> [GOAL OF THE EXERCISE] Everything from the first line of the records below through the line containing "Runtime error (unexpected)" is to be retyped exactly; leave out the rest.

===== DATA FOR THIS TASK

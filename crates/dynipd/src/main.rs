// # dynipd - Dynamic DNS Daemon
//
// Thin integration layer: reads configuration, wires up the registry,
// provider, sources and engine, and runs the update loop. All DDNS logic
// lives in dynip-core.
//
// ## Configuration
//
// Value-carrying flags have environment fallbacks so the daemon runs
// unchanged in containers:
//
// - `--provider` / `PROVIDER`: DNS provider (arvan)
// - `--key` / `API_KEY`: API key for the provider
// - `--domain` / `DOMAIN`: zone the records belong to
// - `--records` / `RECORDS`: comma-separated record names
// - `-4` / `-6` / `--dual-stack`: address families (mutually exclusive)
// - `--sources` / `SOURCES`: IP sources to use, or "all"
// - `--exclude-sources` / `EXCLUDE_SOURCES`: IP sources to skip
// - `--source-timeout` / `SOURCE_TIMEOUT`: per-source timeout in seconds
// - `--interval` / `INTERVAL`: seconds between checks
// - `--timeout` / `TIMEOUT`: overall request timeout in seconds
// - `--validate-only`: validate configuration and exit
// - `--list-sources`: list available IP sources and exit
//
// ## Example
//
// ```bash
// dynipd --provider arvan --key "$API_KEY" \
//        --domain example.com --records www,home --dual-stack
// ```

use std::process::ExitCode;
use std::time::Duration;

use anyhow::Result;
use clap::Parser;
use tracing::{Level, debug, error, info};
use tracing_subscriber::FmtSubscriber;

use dynip_core::config::{DynipConfig, FamilyMode, ProviderConfig, SourceFilter};
use dynip_core::{ProviderRegistry, UpdateEngine};

/// Exit codes for different termination scenarios
///
/// These codes follow systemd conventions:
/// - 0: Clean shutdown
/// - 1: Configuration or startup error
/// - 2: Runtime error (unexpected)
#[derive(Debug, Clone, Copy)]
enum DaemonExitCode {
    CleanShutdown = 0,
    ConfigError = 1,
    RuntimeError = 2,
}

impl From<DaemonExitCode> for ExitCode {
    fn from(code: DaemonExitCode) -> Self {
        ExitCode::from(code as u8)
    }
}

/// Dynamic DNS client with multi-source public-IP detection
#[derive(Debug, Parser)]
#[command(name = "dynipd", version, about)]
struct Cli {
    /// DNS provider
    #[arg(long, env = "PROVIDER", default_value = "arvan")]
    provider: String,

    /// API key for the DNS provider
    #[arg(long = "key", env = "API_KEY")]
    key: Option<String>,

    /// Domain name
    #[arg(long, env = "DOMAIN")]
    domain: Option<String>,

    /// Comma-separated list of record names (subdomains)
    #[arg(long, env = "RECORDS")]
    records: Option<String>,

    /// Use IPv4 only
    #[arg(short = '4', long = "ipv4", group = "family")]
    ipv4: bool,

    /// Use IPv6 only
    #[arg(short = '6', long = "ipv6", group = "family")]
    ipv6: bool,

    /// Use both IPv4 and IPv6 (dual-stack)
    #[arg(long = "dual-stack", group = "family")]
    dual_stack: bool,

    /// Comma-separated list of IP sources to use, or "all"
    #[arg(long, env = "SOURCES", default_value = "all")]
    sources: String,

    /// Comma-separated list of IP sources to exclude
    #[arg(long, env = "EXCLUDE_SOURCES", default_value = "")]
    exclude_sources: String,

    /// Timeout for IP source checking in seconds
    #[arg(long, env = "SOURCE_TIMEOUT", default_value_t = 10)]
    source_timeout: u64,

    /// Interval in seconds between checks
    #[arg(long, env = "INTERVAL", default_value_t = 60)]
    interval: u64,

    /// Request timeout in seconds for DNS operations
    #[arg(long, env = "TIMEOUT", default_value_t = 30)]
    timeout: u64,

    /// Only validate configuration without starting the update loop
    #[arg(long)]
    validate_only: bool,

    /// List all available IP sources and exit
    #[arg(long)]
    list_sources: bool,

    /// Log level (trace, debug, info, warn, error)
    #[arg(long, env = "LOG_LEVEL", default_value = "info")]
    log_level: String,
}

impl Cli {
    /// Parse a comma-separated source list; "all" or empty means no filter
    fn parse_source_list(raw: &str) -> Vec<String> {
        if raw.is_empty() || raw.eq_ignore_ascii_case("all") {
            return Vec::new();
        }

        raw.split(',')
            .map(|s| s.trim().to_lowercase())
            .filter(|s| !s.is_empty())
            .collect()
    }

    /// Build the core configuration, failing on missing required arguments
    fn into_config(self) -> Result<DynipConfig> {
        let key = self
            .key
            .ok_or_else(|| anyhow::anyhow!("--key (or API_KEY) is required"))?;
        let domain = self
            .domain
            .ok_or_else(|| anyhow::anyhow!("--domain (or DOMAIN) is required"))?;
        let records: Vec<String> = self
            .records
            .ok_or_else(|| anyhow::anyhow!("--records (or RECORDS) is required"))?
            .split(',')
            .map(|r| r.trim().to_string())
            .filter(|r| !r.is_empty())
            .collect();

        let provider = match self.provider.as_str() {
            "arvan" => ProviderConfig::Arvan { api_key: key },
            other => anyhow::bail!(
                "Provider '{}' is not supported. Supported providers: arvan",
                other
            ),
        };

        let family = if self.dual_stack {
            FamilyMode::Dual
        } else if self.ipv6 {
            FamilyMode::V6
        } else {
            FamilyMode::V4
        };

        Ok(DynipConfig {
            provider,
            domain,
            records,
            family,
            sources: SourceFilter {
                include: Self::parse_source_list(&self.sources),
                exclude: Self::parse_source_list(&self.exclude_sources),
            },
            source_timeout_secs: self.source_timeout,
            poll_interval_secs: self.interval,
            request_timeout_secs: self.timeout,
            engine: Default::default(),
        })
    }
}

fn init_tracing(log_level: &str) -> Result<()> {
    let level = match log_level.to_lowercase().as_str() {
        "trace" => Level::TRACE,
        "debug" => Level::DEBUG,
        "info" => Level::INFO,
        "warn" => Level::WARN,
        "error" => Level::ERROR,
        other => anyhow::bail!(
            "Log level '{}' is not valid. Valid levels: trace, debug, info, warn, error",
            other
        ),
    };

    let subscriber = FmtSubscriber::builder().with_max_level(level).finish();
    tracing::subscriber::set_global_default(subscriber)
        .map_err(|e| anyhow::anyhow!("Failed to set tracing subscriber: {}", e))
}

fn main() -> ExitCode {
    let cli = Cli::parse();

    // list-sources needs no provider credentials
    if cli.list_sources {
        println!("Available IP sources:");
        println!("=====================");
        for entry in dynip_sources::REGISTRY {
            let source = (entry.build)();
            println!("{} (priority: {})", source.name(), source.priority());
        }
        return DaemonExitCode::CleanShutdown.into();
    }

    if let Err(e) = init_tracing(&cli.log_level) {
        eprintln!("Configuration error: {}", e);
        return DaemonExitCode::ConfigError.into();
    }

    let validate_only = cli.validate_only;
    let config = match cli.into_config() {
        Ok(config) => config,
        Err(e) => {
            eprintln!("Configuration error: {}", e);
            return DaemonExitCode::ConfigError.into();
        }
    };

    if let Err(e) = config.validate() {
        eprintln!("Configuration validation error: {}", e);
        return DaemonExitCode::ConfigError.into();
    }

    info!("Starting dynipd daemon");
    info!(
        domain = %config.domain,
        records = config.records.len(),
        "Configuration loaded"
    );

    let rt = match tokio::runtime::Builder::new_multi_thread().enable_all().build() {
        Ok(runtime) => runtime,
        Err(e) => {
            error!("Failed to create tokio runtime: {}", e);
            return DaemonExitCode::RuntimeError.into();
        }
    };

    rt.block_on(async {
        match run_daemon(config, validate_only).await {
            Ok(code) => code,
            Err(e) => {
                error!("Daemon error: {}", e);
                DaemonExitCode::RuntimeError
            }
        }
    })
    .into()
}

/// Run the daemon
async fn run_daemon(config: DynipConfig, validate_only: bool) -> Result<DaemonExitCode> {
    // Register built-in providers
    let registry = ProviderRegistry::new();
    dynip_provider_arvan::register(&registry);

    let provider = match registry.create_provider(&config.provider) {
        Ok(provider) => provider,
        Err(e) => {
            error!("Provider setup failed: {}", e);
            return Ok(DaemonExitCode::ConfigError);
        }
    };

    // One shared HTTP client for sources; the engine never builds its own
    let client = reqwest::Client::builder()
        .timeout(Duration::from_secs(config.request_timeout_secs))
        .build()?;

    let domain = config.domain.clone();
    let sources = dynip_sources::builtin_sources();
    let (mut engine, mut events) = match UpdateEngine::new(provider, client, sources, config) {
        Ok(pair) => pair,
        Err(e) => {
            error!("Engine setup failed: {}", e);
            return Ok(DaemonExitCode::ConfigError);
        }
    };

    // Startup validation is the only fatal provider interaction
    if let Err(e) = engine.validate().await {
        error!(domain = %domain, "Domain validation failed: {}", e);
        return Ok(DaemonExitCode::ConfigError);
    }

    if validate_only {
        info!("Configuration validated successfully. Exiting.");
        return Ok(DaemonExitCode::CleanShutdown);
    }

    // Drain engine events so the channel never fills
    tokio::spawn(async move {
        while let Some(event) = events.recv().await {
            debug!(?event, "engine event");
        }
    });

    info!("Starting update loop");
    engine.run().await?;

    info!("Daemon stopped");
    Ok(DaemonExitCode::CleanShutdown)
}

==========

> [EXERCISE OUTPUT]
filename crates/dynipd/src/main.rs
// # dynipd - Dynamic DNS Daemon
//
// Thin integration layer: reads configuration, wires up the registry,
// provider, sources and engine, and runs the update loop. All DDNS logic
// lives in dynip-core.
//
// ## Configuration
//
// Value-carrying flags have environment fallbacks so the daemon runs
// unchanged in containers:
//
// - `--provider` / `PROVIDER`: DNS provider (arvan)
// - `--key` / `API_KEY`: API key for the provider
// - `--domain` / `DOMAIN`: zone the records belong to
// - `--records` / `RECORDS`: comma-separated record names
// - `-4` / `-6` / `--dual-stack`: address families (mutually exclusive)
// - `--sources` / `SOURCES`: IP sources to use, or "all"
// - `--exclude-sources` / `EXCLUDE_SOURCES`: IP sources to skip
// - `--source-timeout` / `SOURCE_TIMEOUT`: per-source timeout in seconds
// - `--interval` / `INTERVAL`: seconds between checks
// - `--timeout` / `TIMEOUT`: overall request timeout in seconds
// - `--validate-only`: validate configuration and exit
// - `--list-sources`: list available IP sources and exit
//
// ## Example
//
// ```bash
// dynipd --provider arvan --key "$API_KEY" \
//        --domain example.com --records www,home --dual-stack
// ```

use std::process::ExitCode;
use std::time::Duration;

use anyhow::Result;
use clap::Parser;
use tracing::{Level, debug, error, info};
use tracing_subscriber::FmtSubscriber;

use dynip_core::config::{DynipConfig, FamilyMode, ProviderConfig, SourceFilter};
use dynip_core::{ProviderRegistry, UpdateEngine};

/// Exit codes for different termination scenarios
///
/// These codes follow systemd conventions:
/// - 0: Clean shutdown
/// - 1: Configuration or startup error
/// - 2: Runtime error (unexpected)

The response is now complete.